I 'liked' this part concerning the early Holocene silty (retransported loess or “muck”) Ready Bullion Formation:
It contains none of the many extinct Pleistocene forms such as bison, horse, and mammoth present in the underlying Goldstream Formation. The only vertebrate remains the writer collected from this formation are well-preserved perennially frozen moose coprolites.
So, according to the 1975 USGS report, there was a (at least) local extinction event some time before 10,000 years ago.

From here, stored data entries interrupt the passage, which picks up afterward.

//! Storage backends for save records and the single-slot storage lease.

use std::collections::BTreeMap;
use std::future::Future;
use std::path::{Path, PathBuf};
use std::sync::atomic::{AtomicBool, Ordering};
use std::sync::{Arc, Mutex, PoisonError};

use tracing::debug;

use crate::error::StorageError;

/// A key-value store for encoded save records.
pub trait SaveStorage: Send + Sync {
    /// Read the record under `key`, or `None` if there is none.
    fn read(&self, key: &str) -> impl Future<Output = Result<Option<Vec<u8>>, StorageError>> + Send;

    /// Replace the record under `key`.
    fn write(&self, key: &str, bytes: Vec<u8>)
    -> impl Future<Output = Result<(), StorageError>> + Send;

    /// Delete the record under `key`. Returns whether one existed.
    fn remove(&self, key: &str) -> impl Future<Output = Result<bool, StorageError>> + Send;
}

// ---------------------------------------------------------------------------
// In-memory backend
// ---------------------------------------------------------------------------

/// Volatile storage, used in tests and when no save directory is usable.
#[derive(Debug, Default)]
pub struct MemoryStorage {
    records: Mutex<BTreeMap<String, Vec<u8>>>,
    reject_writes: AtomicBool,
}

impl MemoryStorage {
    /// Create empty storage.
    pub fn new() -> Self {
        Self::default()
    }

    /// Make every subsequent write fail (or succeed again).
    pub fn reject_writes(&self, reject: bool) {
        self.reject_writes.store(reject, Ordering::Release);
    }

    /// Store raw bytes, bypassing encoding.
    pub fn insert_raw(&self, key: impl Into<String>, bytes: impl Into<Vec<u8>>) {
        self.records
            .lock()
            .unwrap_or_else(PoisonError::into_inner)
            .insert(key.into(), bytes.into());
    }

    /// Copy of the raw bytes under `key`.
    pub fn get_raw(&self, key: &str) -> Option<Vec<u8>> {
        self.records
            .lock()
            .unwrap_or_else(PoisonError::into_inner)
            .get(key)
            .cloned()
    }
}

impl SaveStorage for MemoryStorage {
    async fn read(&self, key: &str) -> Result<Option<Vec<u8>>, StorageError> {
        Ok(self.get_raw(key))
    }

    async fn write(&self, key: &str, bytes: Vec<u8>) -> Result<(), StorageError> {
        if self.reject_writes.load(Ordering::Acquire) {
            return Err(StorageError::Unavailable {
                reason: "writes rejected".to_owned(),
            });
        }
        self.insert_raw(key, bytes);
        Ok(())
    }

    async fn remove(&self, key: &str) -> Result<bool, StorageError> {
        Ok(self
            .records
            .lock()
            .unwrap_or_else(PoisonError::into_inner)
            .remove(key)
            .is_some())
    }
}

// ---------------------------------------------------------------------------
// File backend
// ---------------------------------------------------------------------------

/// One file per key inside a directory.
///
/// Writes go to a sibling `.tmp` file that is renamed over the target, so a
/// crash mid-write never leaves a truncated record behind.
#[derive(Debug, Clone)]
pub struct FileStorage {
    dir: PathBuf,
}

impl FileStorage {
    /// Store records under `dir`. The directory is created on first write.
    pub fn new(dir: impl Into<PathBuf>) -> Self {
        Self { dir: dir.into() }
    }

    /// The storage directory.
    pub fn dir(&self) -> &Path {
        &self.dir
    }

    fn path_for(&self, key: &str) -> Result<PathBuf, StorageError> {
        let usable = !key.is_empty()
            && !key.starts_with('.')
            && key
                .chars()
                .all(|c| c.is_ascii_alphanumeric() || matches!(c, '.' | '-' | '_'));
        if usable {
            Ok(self.dir.join(key))
        } else {
            Err(StorageError::InvalidKey {
                key: key.to_owned(),
            })
        }
    }
}

impl SaveStorage for FileStorage {
    async fn read(&self, key: &str) -> Result<Option<Vec<u8>>, StorageError> {
        let path = self.path_for(key)?;
        match tokio::fs::read(&path).await {
            Ok(bytes) => Ok(Some(bytes)),
            Err(error) if error.kind() == std::io::ErrorKind::NotFound => Ok(None),
            Err(error) => Err(error.into()),
        }
    }

    async fn write(&self, key: &str, bytes: Vec<u8>) -> Result<(), StorageError> {
        let path = self.path_for(key)?;
        let staging = self.dir.join(format!("{key}.tmp"));
        tokio::fs::create_dir_all(&self.dir).await?;
        tokio::fs::write(&staging, &bytes).await?;
        tokio::fs::rename(&staging, &path).await?;
        debug!(path = %path.display(), bytes = bytes.len(), "Save record written");
        Ok(())
    }

    async fn remove(&self, key: &str) -> Result<bool, StorageError> {
        let path = self.path_for(key)?;
        match tokio::fs::remove_file(&path).await {
            Ok(()) => Ok(true),
            Err(error) if error.kind() == std::io::ErrorKind::NotFound => Ok(false),
            Err(error) => Err(error.into()),
        }
    }
}

// ---------------------------------------------------------------------------
// Storage lease
// ---------------------------------------------------------------------------

/// Admits one save or load at a time.
#[derive(Debug, Clone, Default)]
pub struct StorageSlot {
    held: Arc<AtomicBool>,
}

impl StorageSlot {
    /// Create a free slot.
    pub fn new() -> Self {
        Self::default()
    }

    /// Take the slot, or `None` if it is already held.
    pub fn try_acquire(&self) -> Option<StorageLease> {
        self.held
            .compare_exchange(false, true, Ordering::AcqRel, Ordering::Acquire)
            .ok()
            .map(|_| StorageLease {
                held: Arc::clone(&self.held),
            })
    }

    /// Whether a lease is outstanding.
    pub fn is_held(&self) -> bool {
        self.held.load(Ordering::Acquire)
    }
}

/// Holds the [`StorageSlot`]; released on drop, on every exit path.
#[derive(Debug)]
pub struct StorageLease {
    held: Arc<AtomicBool>,
}

impl Drop for StorageLease {
    fn drop(&mut self) {
        self.held.store(false, Ordering::Release);
    }
}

The 2017 paper included this about the Wisconsinian Goldstream Formation:
The remarkable preservation of vertebrate and plant remains within the mucks, however, is in stark contrast to the physical disruption and damage affecting much of this material. Much of the skeletal remains from Alaska and Yukon were disarticulated and broken prior to freezing (Fig. 3a), and the rare preserved carcasses were often mangled and torn apart. Such dismemberment has been attributed to predators and scavengers, but these explanations raise questions including why the carcasses’ remaining fat and flesh had not been consumed. In addition, the fine-grained character of the mucks differs markedly from that of the more massive logs, megafaunal bones and tusks enclosed within it.
...
In view of this new evidence [not copied here], the mucks and their well-preserved but highly disrupted and damaged vertebrate and botanical remains are reinterpreted in part as blast deposits that resulted from several episodes of airbursts and ground/ice impacts within the northern hemisphere during Late Pleistocene time (~46–11 ka B.P.)
The Wisconsinian glaciation itself could be a reasonable cause of 'an extinction event', but this paper is all about catastrophic events.